TASK INSTRUCTIONS. Filter the records for lines holding the string "thiserror".

DATASET ENTRIES.
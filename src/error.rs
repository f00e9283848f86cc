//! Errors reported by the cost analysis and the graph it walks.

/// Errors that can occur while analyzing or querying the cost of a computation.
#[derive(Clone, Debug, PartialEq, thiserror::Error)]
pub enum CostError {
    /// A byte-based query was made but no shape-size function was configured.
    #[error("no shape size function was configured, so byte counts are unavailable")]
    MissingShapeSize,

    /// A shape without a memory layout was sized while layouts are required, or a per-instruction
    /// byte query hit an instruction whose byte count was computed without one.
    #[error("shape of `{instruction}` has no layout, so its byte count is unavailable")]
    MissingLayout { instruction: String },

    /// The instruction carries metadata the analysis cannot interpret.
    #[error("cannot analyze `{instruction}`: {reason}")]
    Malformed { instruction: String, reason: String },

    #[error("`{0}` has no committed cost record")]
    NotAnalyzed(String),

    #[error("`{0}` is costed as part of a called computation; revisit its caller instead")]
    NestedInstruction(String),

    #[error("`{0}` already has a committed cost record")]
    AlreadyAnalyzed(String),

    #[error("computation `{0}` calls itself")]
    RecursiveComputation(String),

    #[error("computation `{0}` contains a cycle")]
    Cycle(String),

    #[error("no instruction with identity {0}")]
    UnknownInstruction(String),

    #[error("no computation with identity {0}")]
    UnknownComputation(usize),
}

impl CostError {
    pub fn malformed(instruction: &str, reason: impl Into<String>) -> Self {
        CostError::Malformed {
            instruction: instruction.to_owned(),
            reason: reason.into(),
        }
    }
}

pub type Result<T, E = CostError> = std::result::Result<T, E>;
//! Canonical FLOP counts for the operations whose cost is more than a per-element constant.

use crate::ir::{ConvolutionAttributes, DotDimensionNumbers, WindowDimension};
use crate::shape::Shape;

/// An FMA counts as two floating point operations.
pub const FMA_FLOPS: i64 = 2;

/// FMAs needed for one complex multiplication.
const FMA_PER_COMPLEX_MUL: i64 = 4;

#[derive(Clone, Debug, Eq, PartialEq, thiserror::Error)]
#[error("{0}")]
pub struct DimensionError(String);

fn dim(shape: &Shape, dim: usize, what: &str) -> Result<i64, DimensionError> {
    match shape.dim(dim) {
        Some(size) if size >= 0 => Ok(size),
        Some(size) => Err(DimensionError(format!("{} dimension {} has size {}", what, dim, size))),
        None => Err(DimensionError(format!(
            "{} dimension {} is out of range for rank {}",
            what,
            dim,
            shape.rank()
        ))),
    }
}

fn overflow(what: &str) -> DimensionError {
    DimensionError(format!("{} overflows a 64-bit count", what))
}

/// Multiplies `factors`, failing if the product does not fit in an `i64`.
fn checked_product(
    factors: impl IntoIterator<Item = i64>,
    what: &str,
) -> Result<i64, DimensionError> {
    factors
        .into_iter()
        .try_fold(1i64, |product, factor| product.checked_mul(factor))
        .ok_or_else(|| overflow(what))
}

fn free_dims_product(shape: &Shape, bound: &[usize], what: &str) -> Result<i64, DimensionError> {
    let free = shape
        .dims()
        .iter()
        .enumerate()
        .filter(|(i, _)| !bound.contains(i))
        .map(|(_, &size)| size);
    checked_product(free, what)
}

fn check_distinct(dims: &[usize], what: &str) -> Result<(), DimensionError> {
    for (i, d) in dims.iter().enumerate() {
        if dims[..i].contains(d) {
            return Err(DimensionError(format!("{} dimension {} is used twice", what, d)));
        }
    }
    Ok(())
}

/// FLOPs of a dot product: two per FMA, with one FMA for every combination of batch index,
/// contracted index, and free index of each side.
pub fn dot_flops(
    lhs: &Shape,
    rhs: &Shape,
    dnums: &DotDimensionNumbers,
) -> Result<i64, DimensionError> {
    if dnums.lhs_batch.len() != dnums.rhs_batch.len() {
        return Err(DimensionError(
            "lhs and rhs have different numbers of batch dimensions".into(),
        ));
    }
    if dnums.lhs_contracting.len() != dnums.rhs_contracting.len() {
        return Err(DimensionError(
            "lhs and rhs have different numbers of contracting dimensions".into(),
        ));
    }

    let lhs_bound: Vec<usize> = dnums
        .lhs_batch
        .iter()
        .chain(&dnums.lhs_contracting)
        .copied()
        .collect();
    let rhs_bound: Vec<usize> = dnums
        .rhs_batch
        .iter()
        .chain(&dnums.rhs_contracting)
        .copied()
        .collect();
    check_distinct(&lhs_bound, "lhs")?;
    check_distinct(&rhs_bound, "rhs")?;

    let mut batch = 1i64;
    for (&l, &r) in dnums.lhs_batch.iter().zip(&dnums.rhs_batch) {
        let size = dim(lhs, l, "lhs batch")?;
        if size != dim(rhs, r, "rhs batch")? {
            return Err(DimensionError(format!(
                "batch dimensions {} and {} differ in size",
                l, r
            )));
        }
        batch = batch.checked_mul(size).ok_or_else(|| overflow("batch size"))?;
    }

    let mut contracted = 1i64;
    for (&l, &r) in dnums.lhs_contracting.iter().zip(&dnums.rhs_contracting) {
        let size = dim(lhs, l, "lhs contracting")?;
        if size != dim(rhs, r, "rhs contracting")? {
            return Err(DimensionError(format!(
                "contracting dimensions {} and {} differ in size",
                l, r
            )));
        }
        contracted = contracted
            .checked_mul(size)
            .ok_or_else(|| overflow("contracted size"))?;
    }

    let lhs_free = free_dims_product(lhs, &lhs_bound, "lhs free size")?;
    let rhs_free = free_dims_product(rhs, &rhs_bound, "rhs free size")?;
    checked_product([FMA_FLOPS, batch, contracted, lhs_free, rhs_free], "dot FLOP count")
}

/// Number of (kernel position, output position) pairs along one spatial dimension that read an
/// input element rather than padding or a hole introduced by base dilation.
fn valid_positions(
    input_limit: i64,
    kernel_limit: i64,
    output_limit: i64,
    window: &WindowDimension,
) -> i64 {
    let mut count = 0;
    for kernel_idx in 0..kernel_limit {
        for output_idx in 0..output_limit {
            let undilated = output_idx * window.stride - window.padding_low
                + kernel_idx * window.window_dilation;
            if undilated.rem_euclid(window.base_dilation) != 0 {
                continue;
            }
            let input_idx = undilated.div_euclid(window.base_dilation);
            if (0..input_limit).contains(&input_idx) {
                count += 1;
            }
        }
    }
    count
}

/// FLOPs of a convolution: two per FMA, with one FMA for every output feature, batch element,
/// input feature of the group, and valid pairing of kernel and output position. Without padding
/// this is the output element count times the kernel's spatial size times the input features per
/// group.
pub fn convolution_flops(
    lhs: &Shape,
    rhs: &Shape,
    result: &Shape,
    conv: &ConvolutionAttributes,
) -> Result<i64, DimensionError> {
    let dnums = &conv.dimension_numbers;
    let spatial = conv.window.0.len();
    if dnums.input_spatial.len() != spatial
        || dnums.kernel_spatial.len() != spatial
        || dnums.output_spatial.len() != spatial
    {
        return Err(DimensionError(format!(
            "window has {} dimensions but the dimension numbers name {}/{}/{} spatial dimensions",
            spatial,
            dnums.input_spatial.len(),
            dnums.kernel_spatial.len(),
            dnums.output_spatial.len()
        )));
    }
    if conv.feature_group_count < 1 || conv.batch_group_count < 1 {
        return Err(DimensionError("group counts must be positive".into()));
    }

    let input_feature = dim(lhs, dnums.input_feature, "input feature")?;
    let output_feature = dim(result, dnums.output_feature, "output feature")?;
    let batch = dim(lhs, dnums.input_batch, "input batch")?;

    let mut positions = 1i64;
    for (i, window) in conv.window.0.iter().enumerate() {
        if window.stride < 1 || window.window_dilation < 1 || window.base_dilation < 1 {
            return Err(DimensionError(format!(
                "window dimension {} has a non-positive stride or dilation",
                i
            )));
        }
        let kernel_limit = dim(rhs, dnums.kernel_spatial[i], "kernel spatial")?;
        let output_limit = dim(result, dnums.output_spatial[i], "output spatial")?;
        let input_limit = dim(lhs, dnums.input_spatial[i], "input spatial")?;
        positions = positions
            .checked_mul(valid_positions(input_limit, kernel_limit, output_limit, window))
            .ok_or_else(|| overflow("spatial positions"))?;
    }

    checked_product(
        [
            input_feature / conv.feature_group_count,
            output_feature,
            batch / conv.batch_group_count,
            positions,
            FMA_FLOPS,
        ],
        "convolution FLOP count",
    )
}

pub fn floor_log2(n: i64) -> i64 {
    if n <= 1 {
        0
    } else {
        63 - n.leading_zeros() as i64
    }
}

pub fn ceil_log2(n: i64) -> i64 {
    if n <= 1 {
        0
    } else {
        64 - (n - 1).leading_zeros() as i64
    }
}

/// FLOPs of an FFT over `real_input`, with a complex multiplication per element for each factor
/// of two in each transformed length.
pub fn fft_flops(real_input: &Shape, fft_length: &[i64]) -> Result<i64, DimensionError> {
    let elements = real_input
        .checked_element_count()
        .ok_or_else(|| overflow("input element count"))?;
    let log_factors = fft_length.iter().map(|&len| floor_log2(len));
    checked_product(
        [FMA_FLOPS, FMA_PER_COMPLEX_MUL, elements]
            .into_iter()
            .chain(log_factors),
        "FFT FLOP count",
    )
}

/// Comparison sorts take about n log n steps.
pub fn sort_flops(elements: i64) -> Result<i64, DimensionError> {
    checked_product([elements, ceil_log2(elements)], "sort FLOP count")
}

EXERCISE SOLUTION.
#[derive(Clone, Debug, PartialEq, thiserror::Error)]
#[derive(Clone, Debug, Eq, PartialEq, thiserror::Error)]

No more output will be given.